A l'encontre de la décision du bourgmestre de la commune de …, l'Etat fait valoir les moyens suivants:
- la loi du 16 novembre 2001, précitée, à laquelle se réfère la première partie de la motivation de la décision du bourgmestre de …, ne constitue pas une loi de police qui réserverait un quelconque pouvoir aux bourgmestres des communes sur le territoire desquelles passe l'autoroute de la Sarre, de sorte que dans la mesure où la décision de fermeture est basée sur les dispositions de la loi en question, elle manque de base légale;
- la loi modifiée du 16 août 1967 ayant pour objet la création d'une grande voirie de communication et d'un fonds des routes permet au gouvernement d'ajouter des adaptations mineures, comme celle qui est actuellement litigieuse, aux projets en cours;
- le règlement sur les bâtisses de la commune de … ne soumet pas à autorisation du bourgmestre la construction de routes appartenant à l'Etat. Pour preuve, le règlement sur les bâtisses en question ne soumet à autorisation que "l'aménagement des rues ou trottoirs privés";
3 - de toute manière, un règlement sur les bâtisses qui soumettrait la construction d'une route étatique du type de celle qui est actuellement litigieuse à l'autorisation du bourgmestre serait illégal comme ne relevant pas de l'intérêt communal au sens de l'article 28 de la loi communale du 13 décembre 1988 qui délimite dans ce sens la compétence du pouvoir réglementaire des autorités communales, la liaison routière avec la Sarre dépassant l'intérêt d'une seule commune pour couvrir le territoire de plusieurs communes et ainsi relever de l'intérêt national.
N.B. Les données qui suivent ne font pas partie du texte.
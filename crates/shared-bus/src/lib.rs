//! # Shared Bus - Notification Sink
//!
//! Push-only channel through which the lifecycle engine reports what it did.
//!
//! ```text
//! ┌──────────────────┐                     ┌──────────────┐
//! │ Lifecycle Engine │     notify()        │  UI / CLI    │
//! │                  │ ──────┐             │              │
//! └──────────────────┘       │             └──────────────┘
//!                            ▼                    ↑
//!                  ┌──────────────────┐           │
//!                  │ Notification Bus │ ──────────┘
//!                  └──────────────────┘  subscribe()
//! ```
//!
//! ## Guarantees
//!
//! - One notification per applied state transition.
//! - One notification per dropped or anomalous event, with transaction id,
//!   block and event name, so it can be diagnosed without reading logs.
//! - One notification per terminal transaction failure.

#![allow(clippy::missing_const_for_fn)]
#![cfg_attr(test, allow(clippy::unwrap_used))]
#![cfg_attr(test, allow(clippy::expect_used))]

pub mod notifications;
pub mod publisher;
pub mod subscriber;

// Re-export main types
pub use notifications::{
    AnomalyKind, Notification, NotificationFilter, NotificationKind, NotificationPayload,
};
pub use publisher::{InMemoryNotificationBus, NotificationSink};
pub use subscriber::{NotificationStream, NotificationSubscription, SubscriptionError};

/// Maximum notifications buffered per subscriber before it starts lagging.
pub const DEFAULT_CHANNEL_CAPACITY: usize = 1000;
L'Etat estime par ailleurs que l'arrêt du chantier lui cause un préjudice grave et définitif, en ce qu'un arrêt prolongé du chantier remettrait en question la mise en service de la liaison avec la Sarre prévue pour avril 2003. Un achèvement de la construction de l'ouvrage d'art qui fait l'objet du présent litige, désigné "ouvrage d'art Va" par les services étatiques compétents, ne serait pas envisageable sans grandes perturbations du trafic et sans coûts supplémentaires importants. L'Etat relève encore qu'un arrêt de chantier provoque indéniablement des indemnisations pour préjudices subis par les entreprises de construction suite à l'interruption du chantier.
La commune de … soulève l'irrecevabilité de la demande pour défaut d'intérêt. En effet, seul pourrait être pris en considération un intérêt légitimement consacré. Or, en entamant une construction illégale et en sollicitant en justice une mesure tendant à pouvoir continuer cette construction illégale, l'Etat ne poursuivrait pas un intérêt juridiquement protégé.
Ce moyen est à rejeter. En effet, l'intérêt d'une partie se mesure à ses prétentions et non à l'existence du droit qui fonde ces prétentions, la question afférente relevant du fond du litige. Or, l'Etat prétend être en droit de réaliser la construction de l'ouvrage litigieux, et il a un intérêt à faire arbitrer par un juge la justification de sa prétention.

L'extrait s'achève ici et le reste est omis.